━━━━━ DATA PROVIDED ━━━━━

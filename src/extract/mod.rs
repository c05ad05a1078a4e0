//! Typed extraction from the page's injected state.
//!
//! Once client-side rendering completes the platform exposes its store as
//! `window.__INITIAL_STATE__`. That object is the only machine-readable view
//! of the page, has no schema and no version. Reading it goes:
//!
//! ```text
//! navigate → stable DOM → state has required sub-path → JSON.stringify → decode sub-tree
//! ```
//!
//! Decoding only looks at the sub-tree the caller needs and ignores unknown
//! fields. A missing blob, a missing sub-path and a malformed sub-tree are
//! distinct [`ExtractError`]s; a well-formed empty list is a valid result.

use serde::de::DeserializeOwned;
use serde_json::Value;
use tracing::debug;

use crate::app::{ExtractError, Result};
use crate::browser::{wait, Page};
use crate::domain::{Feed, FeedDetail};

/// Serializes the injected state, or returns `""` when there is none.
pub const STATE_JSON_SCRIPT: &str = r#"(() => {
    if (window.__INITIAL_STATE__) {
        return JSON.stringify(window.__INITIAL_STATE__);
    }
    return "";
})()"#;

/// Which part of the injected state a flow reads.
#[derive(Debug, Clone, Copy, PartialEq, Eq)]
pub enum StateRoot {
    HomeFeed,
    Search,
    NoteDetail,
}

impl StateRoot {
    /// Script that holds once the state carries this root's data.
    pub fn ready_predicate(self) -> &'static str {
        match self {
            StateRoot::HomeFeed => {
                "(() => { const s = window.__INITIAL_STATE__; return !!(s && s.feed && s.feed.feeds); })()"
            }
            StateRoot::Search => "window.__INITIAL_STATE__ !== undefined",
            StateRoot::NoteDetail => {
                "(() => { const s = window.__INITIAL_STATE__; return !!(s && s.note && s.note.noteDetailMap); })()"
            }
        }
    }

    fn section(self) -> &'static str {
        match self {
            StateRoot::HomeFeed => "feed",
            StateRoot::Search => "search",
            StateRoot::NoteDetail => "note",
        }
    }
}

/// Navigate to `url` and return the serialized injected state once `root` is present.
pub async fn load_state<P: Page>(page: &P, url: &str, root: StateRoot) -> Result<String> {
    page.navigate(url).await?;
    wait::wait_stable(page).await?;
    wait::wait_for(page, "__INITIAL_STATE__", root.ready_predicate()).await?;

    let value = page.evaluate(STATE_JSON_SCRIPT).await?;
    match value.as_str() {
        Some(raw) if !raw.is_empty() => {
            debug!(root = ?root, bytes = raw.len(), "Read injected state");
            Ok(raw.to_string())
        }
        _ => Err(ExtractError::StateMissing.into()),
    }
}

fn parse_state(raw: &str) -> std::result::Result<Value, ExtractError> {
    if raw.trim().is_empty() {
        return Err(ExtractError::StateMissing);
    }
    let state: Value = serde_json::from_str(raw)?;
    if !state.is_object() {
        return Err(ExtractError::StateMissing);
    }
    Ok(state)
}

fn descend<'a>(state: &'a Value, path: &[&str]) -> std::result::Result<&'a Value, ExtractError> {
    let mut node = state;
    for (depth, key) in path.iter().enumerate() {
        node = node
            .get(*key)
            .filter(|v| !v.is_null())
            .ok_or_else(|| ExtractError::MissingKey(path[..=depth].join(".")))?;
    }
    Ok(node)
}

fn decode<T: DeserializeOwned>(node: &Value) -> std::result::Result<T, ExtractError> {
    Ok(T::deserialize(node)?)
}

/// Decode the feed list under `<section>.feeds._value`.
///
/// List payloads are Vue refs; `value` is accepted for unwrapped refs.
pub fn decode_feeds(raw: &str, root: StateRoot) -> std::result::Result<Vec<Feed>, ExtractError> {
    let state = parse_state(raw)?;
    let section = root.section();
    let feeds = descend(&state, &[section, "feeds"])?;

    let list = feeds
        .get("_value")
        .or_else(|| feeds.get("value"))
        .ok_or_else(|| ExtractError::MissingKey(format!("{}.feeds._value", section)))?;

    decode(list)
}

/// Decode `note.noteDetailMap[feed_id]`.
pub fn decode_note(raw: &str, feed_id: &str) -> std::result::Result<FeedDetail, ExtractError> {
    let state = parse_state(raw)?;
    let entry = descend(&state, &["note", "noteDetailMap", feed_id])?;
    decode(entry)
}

━━━━━

▸ **WHAT IS BEING ASKED**
Repeat each entry exactly.

▸ **YOUR SOLUTION**
filename src/extract/mod.rs
repository c05ad05a1078a4e0
//! Typed extraction from the page's injected state.
//!
//! Once client-side rendering completes the platform exposes its store as
//! `window.__INITIAL_STATE__`. That object is the only machine-readable view
//! of the page, has no schema and no version. Reading it goes:
//!
//! ```text
//! navigate → stable DOM → state has required sub-path → JSON.stringify → decode sub-tree
//! ```
//!
//! Decoding only looks at the sub-tree the caller needs and ignores unknown
//! fields. A missing blob, a missing sub-path and a malformed sub-tree are
//! distinct [`ExtractError`]s; a well-formed empty list is a valid result.

use serde::de::DeserializeOwned;
use serde_json::Value;
use tracing::debug;

use crate::app::{ExtractError, Result};
use crate::browser::{wait, Page};
use crate::domain::{Feed, FeedDetail};

/// Serializes the injected state, or returns `""` when there is none.
pub const STATE_JSON_SCRIPT: &str = r#"(() => {
    if (window.__INITIAL_STATE__) {
        return JSON.stringify(window.__INITIAL_STATE__);
    }
    return "";
})()"#;

/// Which part of the injected state a flow reads.
#[derive(Debug, Clone, Copy, PartialEq, Eq)]
pub enum StateRoot {
    HomeFeed,
    Search,
    NoteDetail,
}

impl StateRoot {
    /// Script that holds once the state carries this root's data.
    pub fn ready_predicate(self) -> &'static str {
        match self {
            StateRoot::HomeFeed => {
                "(() => { const s = window.__INITIAL_STATE__; return !!(s && s.feed && s.feed.feeds); })()"
            }
            StateRoot::Search => "window.__INITIAL_STATE__ !== undefined",
            StateRoot::NoteDetail => {
                "(() => { const s = window.__INITIAL_STATE__; return !!(s && s.note && s.note.noteDetailMap); })()"
            }
        }
    }

    fn section(self) -> &'static str {
        match self {
            StateRoot::HomeFeed => "feed",
            StateRoot::Search => "search",
            StateRoot::NoteDetail => "note",
        }
    }
}

/// Navigate to `url` and return the serialized injected state once `root` is present.
pub async fn load_state<P: Page>(page: &P, url: &str, root: StateRoot) -> Result<String> {
    page.navigate(url).await?;
    wait::wait_stable(page).await?;
    wait::wait_for(page, "__INITIAL_STATE__", root.ready_predicate()).await?;

    let value = page.evaluate(STATE_JSON_SCRIPT).await?;
    match value.as_str() {
        Some(raw) if !raw.is_empty() => {
            debug!(root = ?root, bytes = raw.len(), "Read injected state");
            Ok(raw.to_string())
        }
        _ => Err(ExtractError::StateMissing.into()),
    }
}

fn parse_state(raw: &str) -> std::result::Result<Value, ExtractError> {
    if raw.trim().is_empty() {
        return Err(ExtractError::StateMissing);
    }
    let state: Value = serde_json::from_str(raw)?;
    if !state.is_object() {
        return Err(ExtractError::StateMissing);
    }
    Ok(state)
}

fn descend<'a>(state: &'a Value, path: &[&str]) -> std::result::Result<&'a Value, ExtractError> {
    let mut node = state;
    for (depth, key) in path.iter().enumerate() {
        node = node
            .get(*key)
            .filter(|v| !v.is_null())
            .ok_or_else(|| ExtractError::MissingKey(path[..=depth].join(".")))?;
    }
    Ok(node)
}

fn decode<T: DeserializeOwned>(node: &Value) -> std::result::Result<T, ExtractError> {
    Ok(T::deserialize(node)?)
}

/// Decode the feed list under `<section>.feeds._value`.
///
/// List payloads are Vue refs; `value` is accepted for unwrapped refs.
pub fn decode_feeds(raw: &str, root: StateRoot) -> std::result::Result<Vec<Feed>, ExtractError> {
    let state = parse_state(raw)?;
    let section = root.section();
    let feeds = descend(&state, &[section, "feeds"])?;

    let list = feeds
        .get("_value")
        .or_else(|| feeds.get("value"))
        .ok_or_else(|| ExtractError::MissingKey(format!("{}.feeds._value", section)))?;

    decode(list)
}

/// Decode `note.noteDetailMap[feed_id]`.
pub fn decode_note(raw: &str, feed_id: &str) -> std::result::Result<FeedDetail, ExtractError> {
    let state = parse_state(raw)?;
    let entry = descend(&state, &["note", "noteDetailMap", feed_id])?;
    decode(entry)
}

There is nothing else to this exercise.